Then she drew me to her, and she kissed me--laughing as she did so. It was really a most peculiar position for a person to be in. But I forgave them for making such an object of me at tennis.

After dinner Mrs Sanford said,--

"Bertha, Margaret, and I will go over to the island in the dinghy,--we, being on this occasion, the chief exponents of parlour tricks, and responsible for all the other performers of the same--and then, Pat, you and Molly might follow in the punt."

At Mrs Sanford's mischievous allusion to "parlour tricks" they all looked at me, and laughed; but, by now, I was beginning to get used to their ways: I laughed too. A little while before I should have objected to being again paired off with Miss Reeves, but my sentiments were also commencing to change towards her. Mrs Sanford went on--

"We shall have to see that all things are ready and in order; so that you will have fifteen or twenty minutes before you need appear."

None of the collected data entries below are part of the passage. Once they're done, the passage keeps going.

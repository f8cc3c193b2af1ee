//! anvil-flatten: Flatten nested JSON into a single table
//!
//! Usage:
//!   # Read from file, write JSON Lines rows to stdout
//!   anvil-flatten data.json
//!
//!   # Read from stdin
//!   echo '[{"id": 1, "user": {"name": "Alice"}}, {"id": 2}]' | anvil-flatten
//!
//!   # Process NDJSON and write CSV
//!   anvil-flatten --ndjson events.jsonl --format csv -o events.csv
//!
//!   # Keep only the columns under "user"
//!   anvil-flatten data.json --select '^user\.'

// Use MiMalloc allocator for better performance (recommended by simd-json)
#[global_allocator]
static GLOBAL: mimalloc::MiMalloc = mimalloc::MiMalloc;

use anvil::{decode, CsvWriter, FlattenConfig, JsonLinesWriter, Table, Tabularizer};
use anyhow::{Context, Result};
use clap::{Parser, ValueEnum};
use regex::Regex;
use std::fs::File;
use std::io::{BufReader, BufWriter, Read, Write};
use tracing::info;
use tracing_subscriber::EnvFilter;

#[derive(Clone, Copy, Debug, ValueEnum)]
enum OutputFormat {
    /// One JSON object per row
    Jsonl,
    /// Comma-separated values with a header row
    Csv,
}

#[derive(Parser, Debug)]
#[command(name = "anvil-flatten")]
#[command(about = "Flatten nested JSON into a single table", long_about = None)]
struct Args {
    /// Input file (use stdin if omitted)
    #[arg(value_name = "FILE")]
    input: Option<String>,

    /// Process newline-delimited JSON (one record per line)
    #[arg(long)]
    ndjson: bool,

    /// Output format
    #[arg(long, value_enum, default_value_t = OutputFormat::Jsonl)]
    format: OutputFormat,

    /// Output file (use stdout if omitted)
    #[arg(long, short = 'o')]
    output: Option<String>,

    /// Separator joining path segments (default: ".")
    #[arg(long)]
    separator: Option<String>,

    /// Maximum nesting depth accepted (default: 512)
    #[arg(long)]
    max_depth: Option<usize>,

    /// Only keep columns whose name matches this regex
    #[arg(long)]
    select: Option<String>,
}

fn main() -> Result<()> {
    tracing_subscriber::fmt()
        .with_env_filter(
            EnvFilter::try_from_default_env().unwrap_or_else(|_| EnvFilter::new("warn")),
        )
        .with_writer(std::io::stderr)
        .init();

    let args = Args::parse();

    // Build config
    let mut config = FlattenConfig::default();
    if let Some(sep) = args.separator {
        config.separator = sep;
    }
    if let Some(depth) = args.max_depth {
        config.max_depth = depth;
    }
    let tabularizer = Tabularizer::new(config)?;

    let content = read_input(args.input.as_deref())?;

    let mut table = if args.ndjson {
        tabularizer.tabularize_records(decode::parse_ndjson_bytes(&content)?)?
    } else {
        let max_depth = tabularizer.config().max_depth;
        tabularizer.tabularize(decode::parse_document_with_depth(&content, max_depth)?)?
    };

    if let Some(pattern) = args.select {
        let regex = Regex::new(&pattern)
            .with_context(|| format!("Invalid --select pattern: {}", pattern))?;
        table = table.select(&regex);
    }

    info!(
        rows = table.len(),
        columns = table.columns().len(),
        "writing table"
    );

    let output: Box<dyn Write> = if let Some(path) = &args.output {
        Box::new(BufWriter::new(
            File::create(path).with_context(|| format!("Failed to create file: {}", path))?,
        ))
    } else {
        Box::new(BufWriter::new(std::io::stdout().lock()))
    };

    write_table(output, &table, args.format)
}

/// Read the whole input, from a file or stdin
fn read_input(input_file: Option<&str>) -> Result<Vec<u8>> {
    let reader = if let Some(file_path) = input_file {
        Box::new(BufReader::new(
            File::open(file_path).with_context(|| format!("Failed to open file: {}", file_path))?,
        )) as Box<dyn Read>
    } else {
        Box::new(std::io::stdin()) as Box<dyn Read>
    };

    let mut content = Vec::new();
    BufReader::new(reader)
        .read_to_end(&mut content)
        .context("Failed to read input")?;
    Ok(content)
}

fn write_table(output: Box<dyn Write>, table: &Table, format: OutputFormat) -> Result<()> {
    match format {
        OutputFormat::Jsonl => {
            let mut writer = JsonLinesWriter::new(output);
            writer.write_table(table)?;
            writer.flush()
        }
        OutputFormat::Csv => {
            let mut writer = CsvWriter::new(output);
            writer.write_table(table)?;
            writer.flush()
        }
    }
}
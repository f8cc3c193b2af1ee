//! Decoding raw JSON text into nodes
//!
//! Whole documents go through simd-json first and fall back to serde_json
//! when the SIMD parser rejects them. Documents nested deeper than the
//! flattener would accept are refused before any parser sees them. Every
//! decoding failure is reported as `Error::InvalidInputFormat`.

use crate::error::{Error, Result};
use crate::types::FlattenConfig;
use serde_json::Value;
use tracing::debug;

/// Hard ceiling on document nesting; the document parsers recurse per level
pub const MAX_DECODE_DEPTH: usize = 1024;

/// Parse a single JSON document with the default depth limit
pub fn parse_document(bytes: &[u8]) -> Result<Value> {
    parse_document_with_depth(bytes, FlattenConfig::default().max_depth)
}

/// Parse a single JSON document, refusing nesting beyond `max_depth`
///
/// `max_depth` counts path segments like `FlattenConfig::max_depth`, so a
/// document may open at most `max_depth + 1` containers. Limits above
/// `MAX_DECODE_DEPTH` are lowered to it.
pub fn parse_document_with_depth(bytes: &[u8], max_depth: usize) -> Result<Value> {
    let text = as_utf8(bytes)?;
    check_nesting(text, max_depth.min(MAX_DECODE_DEPTH))?;

    // simd-json parses in place, so it gets a scratch copy
    let mut scratch = text.as_bytes().to_vec();
    match simd_json::serde::from_slice::<Value>(&mut scratch) {
        Ok(value) => Ok(value),
        Err(simd_err) => {
            debug!(error = %simd_err, "SIMD decode failed, retrying with serde_json");
            serde_json::from_str(text).map_err(|e| Error::InvalidInputFormat(e.to_string()))
        }
    }
}

/// Parse newline-delimited JSON from raw bytes
pub fn parse_ndjson_bytes(bytes: &[u8]) -> Result<Vec<Value>> {
    parse_ndjson(as_utf8(bytes)?)
}

/// Parse newline-delimited JSON, one document per non-blank line
pub fn parse_ndjson(text: &str) -> Result<Vec<Value>> {
    let mut records = Vec::new();
    for (idx, line) in text.lines().enumerate() {
        let line = line.trim();
        if line.is_empty() {
            continue;
        }
        let value = serde_json::from_str(line)
            .map_err(|e| Error::InvalidInputFormat(format!("line {}: {}", idx + 1, e)))?;
        records.push(value);
    }
    debug!(records = records.len(), "parsed NDJSON input");
    Ok(records)
}

fn as_utf8(bytes: &[u8]) -> Result<&str> {
    std::str::from_utf8(bytes)
        .map_err(|e| Error::InvalidInputFormat(format!("input is not valid UTF-8: {}", e)))
}

/// Scan bracket nesting outside of string literals
fn check_nesting(text: &str, max_depth: usize) -> Result<()> {
    let max_nesting = max_depth.saturating_add(1);
    let mut nesting = 0usize;
    let mut in_string = false;
    let mut escaped = false;

    for (offset, byte) in text.bytes().enumerate() {
        if in_string {
            if escaped {
                escaped = false;
            } else if byte == b'\\' {
                escaped = true;
            } else if byte == b'"' {
                in_string = false;
            }
            continue;
        }

        match byte {
            b'"' => in_string = true,
            b'[' | b'{' => {
                nesting += 1;
                if nesting > max_nesting {
                    return Err(Error::InvalidInputFormat(format!(
                        "nesting deeper than {} levels at byte {}",
                        max_depth, offset
                    )));
                }
            }
            b']' | b'}' => nesting = nesting.saturating_sub(1),
            _ => {}
        }
    }
    Ok(())
}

We saw them off--the garden ran right down to the water's edge. Then Miss Reeves proposed that, since there was no need to hurry, we should get into the punt, and dawdle about upon the river till it was time to join them. The idea commended itself to me; although I was regarding the punt--which was moored alongside--with some misgivings. Incredible though it may sound, I had never seen such an article before.

But then I had never before been within miles and miles of the Thames,--except over London Bridge, and that kind of thing. I had never been in a boat in my life, whether large or small, on sea or river. Such was my ignorance, that I had not been aware that women ever rowed--especially in little weeny boats all alone by themselves. The workmanlike manner in which Bertha and Margaret had rowed off with their mother had filled me with amazement,--they had gone off with nothing on their heads, or shoulders, or even their hands. They had a heap of wraps in the bottom of the boat; but it had not seemed to occur to them that it was necessary to put them on. True, it was a lovely evening and delightfully warm, but there were lots of other boats about; and it did seem odd that three ladies should start off in a boat all alone by themselves in exactly the same costume in which they had just been sitting at dinner.

"Hadn't I better put something on?" I inquired of Miss Reeves, who showed symptoms of a desire to hurry me into the punt before I was ready.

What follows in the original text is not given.